The entries below hold a line with "headers.append(header::SET_COOKIE, value);" and a line with "use crate::domain::entity::identity::Credential;". Return those lines and all that lie between them, exactly and only.

= = = = =

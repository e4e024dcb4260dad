//! Cookie rendering
//!
//! Turns the core's [`CookieDirective`]s into `Set-Cookie` headers and reads
//! the two membership cookies back off a request.

use std::net::IpAddr;

use axum::http::{HeaderMap, header};
use platform::client::extract_binding;
use platform::cookie::{CookieConfig, extract_cookie, to_header_value};

use crate::application::config::MembershipConfig;
use crate::application::orchestrator::RequestCredentials;
use crate::domain::value_object::cookie_directive::{CookieDirective, CookieKind};

fn cookie_config(config: &MembershipConfig, kind: CookieKind) -> &CookieConfig {
    match kind {
        CookieKind::Session => &config.session_cookie,
        CookieKind::Remember => &config.remember_cookie,
    }
}

/// `Set-Cookie` value for one directive
pub fn render(config: &MembershipConfig, directive: &CookieDirective) -> String {
    match directive {
        CookieDirective::Set {
            kind,
            value,
            max_age_secs,
        } => cookie_config(config, *kind).build_set_cookie(value, *max_age_secs),
        CookieDirective::Clear { kind } => cookie_config(config, *kind).build_delete_cookie(),
    }
}

/// Append one `Set-Cookie` header per directive
pub fn append_set_cookies(
    headers: &mut HeaderMap,
    config: &MembershipConfig,
    directives: impl IntoIterator<Item = CookieDirective>,
) {
    for directive in directives {
        match to_header_value(&render(config, &directive)) {
            Some(value) => {
                headers.append(header::SET_COOKIE, value);
            }
            None => {
                tracing::error!(cookie = ?directive.kind(), "Cookie value is not a valid header");
            }
        }
    }
}

/// Cookies and client binding of an inbound request
pub fn request_credentials(
    headers: &HeaderMap,
    direct_ip: Option<IpAddr>,
    config: &MembershipConfig,
) -> RequestCredentials {
    RequestCredentials {
        session_cookie: extract_cookie(headers, &config.session_cookie.name),
        remember_cookie: extract_cookie(headers, &config.remember_cookie.name),
        binding: extract_binding(headers, direct_ip, config.trust_forwarded_for),
    }
}
//! Credential Manager
//!
//! Derives, rotates and verifies salted credentials behind a pluggable
//! [`SecretDigest`]. Also hosts the pluggable [`FormatChecker`] used on
//! registration and secret change.

use std::sync::Arc;

use chrono::{DateTime, Utc};
use platform::crypto::{constant_time_eq, random_token};
use platform::password::{
    ClearTextSecret, MIN_DIGEST_LEN, SecretDigest, SecretPolicy, Sha256Digest,
};

use crate::domain::entity::identity::Credential;
use crate::domain::value_object::email::Email;
use crate::error::{MembershipError, MembershipResult};

/// Salt length in bytes
pub const SALT_LEN: usize = 32;

/// Credential manager
#[derive(Clone)]
pub struct CredentialManager {
    digest: Arc<dyn SecretDigest>,
}

impl CredentialManager {
    /// Build around `digest`, running a self-test first.
    ///
    /// Fails with `DigestUnavailable` if the primitive errors or its output
    /// is shorter than 256 bits.
    pub fn new(digest: Arc<dyn SecretDigest>) -> MembershipResult<Self> {
        let probe = ClearTextSecret::new("digest self-test");
        let output = digest
            .digest(&probe, &[0u8; SALT_LEN])
            .map_err(|e| MembershipError::DigestUnavailable(e.to_string()))?;
        if output.len() < MIN_DIGEST_LEN {
            return Err(MembershipError::DigestUnavailable(format!(
                "{} produced {} bytes, need at least {}",
                digest.algorithm(),
                output.len(),
                MIN_DIGEST_LEN
            )));
        }

        tracing::debug!(algorithm = digest.algorithm(), "Secret digest ready");
        Ok(Self { digest })
    }

    /// SHA-256 manager (the default digest)
    pub fn sha256() -> MembershipResult<Self> {
        Self::new(Arc::new(Sha256Digest))
    }

    pub fn algorithm(&self) -> &'static str {
        self.digest.algorithm()
    }

    /// Fresh salt, `H(secret ++ salt)`, stamped with `now`
    pub fn derive(&self, secret: &ClearTextSecret, now: DateTime<Utc>) -> MembershipResult<Credential> {
        let salt = random_token(SALT_LEN)?;
        self.derive_with_salt(secret, salt, now)
    }

    fn derive_with_salt(
        &self,
        secret: &ClearTextSecret,
        salt: Vec<u8>,
        now: DateTime<Utc>,
    ) -> MembershipResult<Credential> {
        let hashed_secret = self
            .digest
            .digest(secret, &salt)
            .map_err(|e| MembershipError::DigestUnavailable(e.to_string()))?;

        Ok(Credential {
            hashed_secret,
            salt,
            algorithm: self.digest.algorithm().to_string(),
            created_at: now,
        })
    }

    /// Derive a replacement for `current`; returns `(new, previous)`.
    ///
    /// The new salt never equals the previous one.
    pub fn rotate(
        &self,
        current: Credential,
        new_secret: &ClearTextSecret,
        now: DateTime<Utc>,
    ) -> MembershipResult<(Credential, Credential)> {
        let mut salt = random_token(SALT_LEN)?;
        while salt == current.salt {
            salt = random_token(SALT_LEN)?;
        }
        let next = self.derive_with_salt(new_secret, salt, now)?;
        Ok((next, current))
    }

    /// Recompute and compare in constant time.
    ///
    /// A credential produced by another algorithm never verifies.
    pub fn verify(&self, secret: &ClearTextSecret, credential: &Credential) -> bool {
        if credential.algorithm != self.digest.algorithm() {
            tracing::warn!(
                stored = %credential.algorithm,
                configured = self.digest.algorithm(),
                "Credential algorithm mismatch"
            );
            return false;
        }

        match self.digest.digest(secret, &credential.salt) {
            Ok(candidate) => constant_time_eq(&candidate, &credential.hashed_secret),
            Err(e) => {
                tracing::error!(error = %e, "Secret digest failed during verification");
                false
            }
        }
    }
}

impl std::fmt::Debug for CredentialManager {
    fn fmt(&self, f: &mut std::fmt::Formatter<'_>) -> std::fmt::Result {
        f.debug_struct("CredentialManager")
            .field("algorithm", &self.digest.algorithm())
            .finish()
    }
}

// ============================================================================
// Format Checker
// ============================================================================

/// Pluggable email/secret format rules
pub trait FormatChecker: Send + Sync {
    fn check_email(&self, raw: &str) -> MembershipResult<Email>;

    fn check_secret(&self, secret: &ClearTextSecret) -> MembershipResult<()>;
}

/// [`Email`] rules plus a [`SecretPolicy`]
#[derive(Debug, Clone, Copy, Default)]
pub struct DefaultFormatChecker {
    pub policy: SecretPolicy,
}

impl DefaultFormatChecker {
    pub fn with_min_length(min_length: usize) -> Self {
        Self {
            policy: SecretPolicy::with_min_length(min_length),
        }
    }
}

impl FormatChecker for DefaultFormatChecker {
    fn check_email(&self, raw: &str) -> MembershipResult<Email> {
        Email::new(raw)
    }

    fn check_secret(&self, secret: &ClearTextSecret) -> MembershipResult<()> {
        self.policy.check(secret)?;
        Ok(())
    }
}

#[cfg(test)]
mod tests {
    use super::*;
    use platform::password::{Argon2Digest, DigestError, Sha512Digest};
    use std::collections::HashSet;

    struct ShortDigest;

    impl SecretDigest for ShortDigest {
        fn algorithm(&self) -> &'static str {
            "short"
        }

        fn digest(&self, _: &ClearTextSecret, _: &[u8]) -> Result<Vec<u8>, DigestError> {
            Ok(vec![0u8; 16])
        }
    }

    struct BrokenDigest;

    impl SecretDigest for BrokenDigest {
        fn algorithm(&self) -> &'static str {
            "broken"
        }

        fn digest(&self, _: &ClearTextSecret, _: &[u8]) -> Result<Vec<u8>, DigestError> {
            Err(DigestError {
                algorithm: "broken",
                reason: "not linked".to_string(),
            })
        }
    }

    fn secret(s: &str) -> ClearTextSecret {
        ClearTextSecret::new(s)
    }

    #[test]
    fn test_verify_derived() {
        let manager = CredentialManager::sha256().unwrap();
        let now = Utc::now();
        for s in ["correctHorse1", "パスワード安全です!", "x"] {
            let credential = manager.derive(&secret(s), now).unwrap();
            assert!(manager.verify(&secret(s), &credential), "{s}");
            assert_eq!(credential.salt.len(), SALT_LEN);
            assert_eq!(credential.algorithm, "sha256");
            assert_eq!(credential.created_at, now);
        }
    }

    #[test]
    fn test_wrong_secret_fails() {
        let manager = CredentialManager::sha256().unwrap();
        let credential = manager.derive(&secret("correctHorse1"), Utc::now()).unwrap();
        assert!(!manager.verify(&secret("correctHorse2"), &credential));
        assert!(!manager.verify(&secret(""), &credential));
    }

    #[test]
    fn test_salts_never_repeat() {
        let manager = CredentialManager::sha256().unwrap();
        let now = Utc::now();
        let s = secret("correctHorse1");

        let mut salts = HashSet::new();
        let mut hashes = HashSet::new();
        for _ in 0..1000 {
            let credential = manager.derive(&s, now).unwrap();
            assert!(salts.insert(credential.salt));
            assert!(hashes.insert(credential.hashed_secret));
        }
    }

    #[test]
    fn test_rotate_uses_fresh_salt() {
        let manager = CredentialManager::sha256().unwrap();
        let now = Utc::now();
        let original = manager.derive(&secret("correctHorse1"), now).unwrap();

        let (next, previous) = manager
            .rotate(original.clone(), &secret("batteryStaple9"), now)
            .unwrap();
        assert_ne!(next.salt, previous.salt);
        assert_eq!(previous, original);
        assert!(manager.verify(&secret("batteryStaple9"), &next));
        assert!(!manager.verify(&secret("correctHorse1"), &next));
    }

    #[test]
    fn test_other_algorithm_fails_closed() {
        let sha256 = CredentialManager::sha256().unwrap();
        let sha512 = CredentialManager::new(Arc::new(Sha512Digest)).unwrap();
        let credential = sha512.derive(&secret("correctHorse1"), Utc::now()).unwrap();

        assert!(sha512.verify(&secret("correctHorse1"), &credential));
        assert!(!sha256.verify(&secret("correctHorse1"), &credential));
    }

    #[test]
    fn test_argon2_manager() {
        let manager = CredentialManager::new(Arc::new(Argon2Digest)).unwrap();
        let credential = manager.derive(&secret("correctHorse1"), Utc::now()).unwrap();
        assert_eq!(credential.algorithm, "argon2id");
        assert!(manager.verify(&secret("correctHorse1"), &credential));
        assert!(!manager.verify(&secret("correctHorse2"), &credential));
    }

    #[test]
    fn test_self_test_fails_fast() {
        assert!(matches!(
            CredentialManager::new(Arc::new(ShortDigest)),
            Err(MembershipError::DigestUnavailable(_))
        ));
        assert!(matches!(
            CredentialManager::new(Arc::new(BrokenDigest)),
            Err(MembershipError::DigestUnavailable(_))
        ));
    }

    #[test]
    fn test_default_format_checker() {
        let checker = DefaultFormatChecker::default();
        assert!(checker.check_email("alice@example.com").is_ok());
        assert!(matches!(
            checker.check_email("alice"),
            Err(MembershipError::InvalidEmail(_))
        ));
        assert!(checker.check_secret(&secret("correctHorse1")).is_ok());
        assert!(matches!(
            checker.check_secret(&secret("short")),
            Err(MembershipError::InvalidSecret(_))
        ));
    }
}
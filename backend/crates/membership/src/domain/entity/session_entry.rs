//! Session Entry Entity
//!
//! Server-side record keyed by an opaque id. The cookie carries only the id.

use std::collections::HashMap;

use chrono::{DateTime, TimeDelta, Utc};
use platform::client::ClientBinding;

/// Values stored in a session
pub type SessionValues = HashMap<String, serde_json::Value>;

/// Session entry
#[derive(Debug, Clone, PartialEq)]
pub struct SessionEntry {
    /// Opaque token; also the lookup key
    pub id: String,
    pub remote_addr: String,
    /// Truncated on creation
    pub user_agent: String,
    pub last_activity: DateTime<Utc>,
    pub data: SessionValues,
    /// Read-once values
    pub flash_data: SessionValues,
    /// Optimistic concurrency token; bumped on every stored write
    pub version: u64,
}

impl SessionEntry {
    pub fn new(id: String, binding: &ClientBinding, now: DateTime<Utc>) -> Self {
        Self {
            id,
            remote_addr: binding.remote_addr.clone(),
            user_agent: binding.user_agent.clone(),
            last_activity: now,
            data: SessionValues::new(),
            flash_data: SessionValues::new(),
            version: 0,
        }
    }

    /// Idle longer than `ttl`
    pub fn is_idle(&self, ttl: TimeDelta, now: DateTime<Utc>) -> bool {
        now.signed_duration_since(self.last_activity) > ttl
    }

    /// Binding check; each half only applies when its toggle is on
    pub fn binding_matches(
        &self,
        binding: &ClientBinding,
        match_remote_addr: bool,
        match_user_agent: bool,
    ) -> bool {
        if match_remote_addr && self.remote_addr != binding.remote_addr {
            return false;
        }
        if match_user_agent && self.user_agent != binding.user_agent {
            return false;
        }
        true
    }
}

#[cfg(test)]
mod tests {
    use super::*;

    fn entry(now: DateTime<Utc>) -> SessionEntry {
        SessionEntry::new(
            "abc".to_string(),
            &ClientBinding::new("10.0.0.1", "UA-A"),
            now,
        )
    }

    #[test]
    fn test_binding_toggles() {
        let entry = entry(Utc::now());
        let other_ua = ClientBinding::new("10.0.0.1", "UA-B");
        let other_addr = ClientBinding::new("10.0.0.2", "UA-A");

        assert!(entry.binding_matches(&other_ua, true, false));
        assert!(!entry.binding_matches(&other_ua, false, true));
        assert!(!entry.binding_matches(&other_addr, true, false));
        assert!(entry.binding_matches(&other_addr, false, true));
        // Both off: portable
        assert!(entry.binding_matches(&ClientBinding::new("1.1.1.1", "x"), false, false));
    }

    #[test]
    fn test_idle_boundary() {
        let now = Utc::now();
        let entry = entry(now);
        let ttl = TimeDelta::seconds(7200);
        assert!(!entry.is_idle(ttl, now + ttl));
        assert!(entry.is_idle(ttl, now + ttl + TimeDelta::seconds(1)));
    }
}
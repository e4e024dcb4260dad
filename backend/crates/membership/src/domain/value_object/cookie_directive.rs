//! Cookie Directives
//!
//! The core never writes headers. It returns what should happen to each of
//! its two cookies and the web layer renders `Set-Cookie`.

#[derive(Debug, Clone, Copy, PartialEq, Eq, Hash)]
pub enum CookieKind {
    /// Opaque session store key
    Session,
    /// Length-prefixed identity id + rotating token
    Remember,
}

#[derive(Debug, Clone, PartialEq, Eq)]
pub enum CookieDirective {
    /// `max_age_secs = None` is a browser-session cookie
    Set {
        kind: CookieKind,
        value: String,
        max_age_secs: Option<i64>,
    },
    Clear {
        kind: CookieKind,
    },
}

impl CookieDirective {
    pub fn kind(&self) -> CookieKind {
        match self {
            CookieDirective::Set { kind, .. } | CookieDirective::Clear { kind } => *kind,
        }
    }
}
//! Authentication Orchestrator
//!
//! The only component the web layer talks to. Owns the credential manager,
//! session store adapter, remember-me manager and presence tracker, and
//! carries per-request state in a [`RequestContext`].

use std::sync::Arc;
use std::time::Duration;

use chrono::{DateTime, Utc};
use kernel::id::IdentityId;
use platform::client::ClientBinding;
use platform::password::ClearTextSecret;

use crate::application::clock::{Clock, SystemClock};
use crate::application::config::MembershipConfig;
use crate::application::credentials::{CredentialManager, DefaultFormatChecker, FormatChecker};
use crate::application::notifier::{NotificationEvent, Notifier, TracingNotifier};
use crate::application::presence::PresenceTracker;
use crate::application::remember::{RememberManager, RememberResolution};
use crate::application::sessions::{LoadOutcome, Session, SessionLoad, SessionStore};
use crate::application::store_call::bounded;
use crate::domain::entity::identity::Identity;
use crate::domain::repository::{IdentityRepository, RememberRepository, SessionRepository};
use crate::domain::value_object::cookie_directive::{CookieDirective, CookieKind};
use crate::domain::value_object::email::Email;
use crate::domain::value_object::login_stamp::LoginStamp;
use crate::domain::value_object::profile::Profile;
use crate::error::{MembershipError, MembershipResult};

/// Cookies and client binding presented by a request
#[derive(Debug, Clone, Default)]
pub struct RequestCredentials {
    pub session_cookie: Option<String>,
    pub remember_cookie: Option<String>,
    pub binding: ClientBinding,
}

/// Who the caller is, and how that was established
#[derive(Debug, Clone)]
pub enum AuthState {
    Anonymous,
    AuthenticatedViaSession(Identity),
    AuthenticatedViaRemember(Identity),
}

impl AuthState {
    pub fn identity(&self) -> Option<&Identity> {
        match self {
            AuthState::Anonymous => None,
            AuthState::AuthenticatedViaSession(identity)
            | AuthState::AuthenticatedViaRemember(identity) => Some(identity),
        }
    }

    pub fn is_authenticated(&self) -> bool {
        !matches!(self, AuthState::Anonymous)
    }

    pub fn as_str(&self) -> &'static str {
        match self {
            AuthState::Anonymous => "anonymous",
            AuthState::AuthenticatedViaSession(_) => "session",
            AuthState::AuthenticatedViaRemember(_) => "remember",
        }
    }
}

/// Outcome of [`Membership::validate_credentials`]
#[derive(Debug, Clone)]
pub enum CredentialCheck {
    Valid(Identity),
    InvalidSecret,
    /// Secret was correct but the identity awaits approval
    NotApproved,
}

#[derive(Debug, Clone, Copy, PartialEq, Eq)]
pub struct RegisterOptions {
    pub approved: bool,
    /// Emit `AccountAdded`
    pub notify: bool,
}

impl Default for RegisterOptions {
    fn default() -> Self {
        Self {
            approved: true,
            notify: true,
        }
    }
}

/// Per-request state
#[derive(Debug)]
pub struct RequestContext {
    session: Session,
    outcome: LoadOutcome,
    binding: ClientBinding,
    remember_cookie: Option<String>,
    current: Option<IdentityId>,
    cookies: Vec<CookieDirective>,
}

impl RequestContext {
    pub fn session(&self) -> &Session {
        &self.session
    }

    pub fn session_mut(&mut self) -> &mut Session {
        &mut self.session
    }

    pub fn load_outcome(&self) -> LoadOutcome {
        self.outcome
    }

    pub fn binding(&self) -> &ClientBinding {
        &self.binding
    }

    /// Set by a successful resolution or login
    pub fn current_identity(&self) -> Option<IdentityId> {
        self.current
    }

    /// Pending cookie changes; the latest directive per cookie wins
    pub fn cookie_directives(&mut self) -> Vec<CookieDirective> {
        if let Some(directive) = self.session.take_cookie_directive() {
            self.push_cookie(directive);
        }
        std::mem::take(&mut self.cookies)
    }

    fn push_cookie(&mut self, directive: CookieDirective) {
        self.cookies.retain(|d| d.kind() != directive.kind());
        self.cookies.push(directive);
    }

    fn set_remember_cookie(&mut self, value: String, max_age_secs: i64) {
        self.remember_cookie = Some(value.clone());
        self.push_cookie(CookieDirective::Set {
            kind: CookieKind::Remember,
            value,
            max_age_secs: Some(max_age_secs),
        });
    }

    fn clear_remember_cookie(&mut self) {
        self.remember_cookie = None;
        self.push_cookie(CookieDirective::Clear {
            kind: CookieKind::Remember,
        });
    }
}

/// Authentication orchestrator
pub struct Membership<R, N = TracingNotifier>
where
    R: IdentityRepository + SessionRepository + RememberRepository + Send + Sync + 'static,
    N: Notifier + Send + Sync + 'static,
{
    repo: Arc<R>,
    config: Arc<MembershipConfig>,
    clock: Arc<dyn Clock>,
    credentials: CredentialManager,
    format: Arc<dyn FormatChecker>,
    notifier: Arc<N>,
    sessions: SessionStore<R>,
    remember: RememberManager<R>,
    presence: PresenceTracker<R>,
}

impl<R> Membership<R, TracingNotifier>
where
    R: IdentityRepository + SessionRepository + RememberRepository + Send + Sync + 'static,
{
    /// SHA-256 credentials, default format rules, wall clock, log-only notifier
    pub fn new(repo: Arc<R>, config: Arc<MembershipConfig>) -> MembershipResult<Self> {
        let format = DefaultFormatChecker::with_min_length(config.min_password_length);
        Ok(Self::from_parts(
            repo,
            config,
            Arc::new(SystemClock),
            CredentialManager::sha256()?,
            Arc::new(format),
            Arc::new(TracingNotifier),
        ))
    }
}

= = = = =

### RESULT BELOW
                headers.append(header::SET_COOKIE, value);
            }
            None => {
                tracing::error!(cookie = ?directive.kind(), "Cookie value is not a valid header");
            }
        }
    }
}

/// Cookies and client binding of an inbound request
pub fn request_credentials(
    headers: &HeaderMap,
    direct_ip: Option<IpAddr>,
    config: &MembershipConfig,
) -> RequestCredentials {
    RequestCredentials {
        session_cookie: extract_cookie(headers, &config.session_cookie.name),
        remember_cookie: extract_cookie(headers, &config.remember_cookie.name),
        binding: extract_binding(headers, direct_ip, config.trust_forwarded_for),
    }
}
//! Credential Manager
//!
//! Derives, rotates and verifies salted credentials behind a pluggable
//! [`SecretDigest`]. Also hosts the pluggable [`FormatChecker`] used on
//! registration and secret change.

use std::sync::Arc;

use chrono::{DateTime, Utc};
use platform::crypto::{constant_time_eq, random_token};
use platform::password::{
    ClearTextSecret, MIN_DIGEST_LEN, SecretDigest, SecretPolicy, Sha256Digest,
};

use crate::domain::entity::identity::Credential;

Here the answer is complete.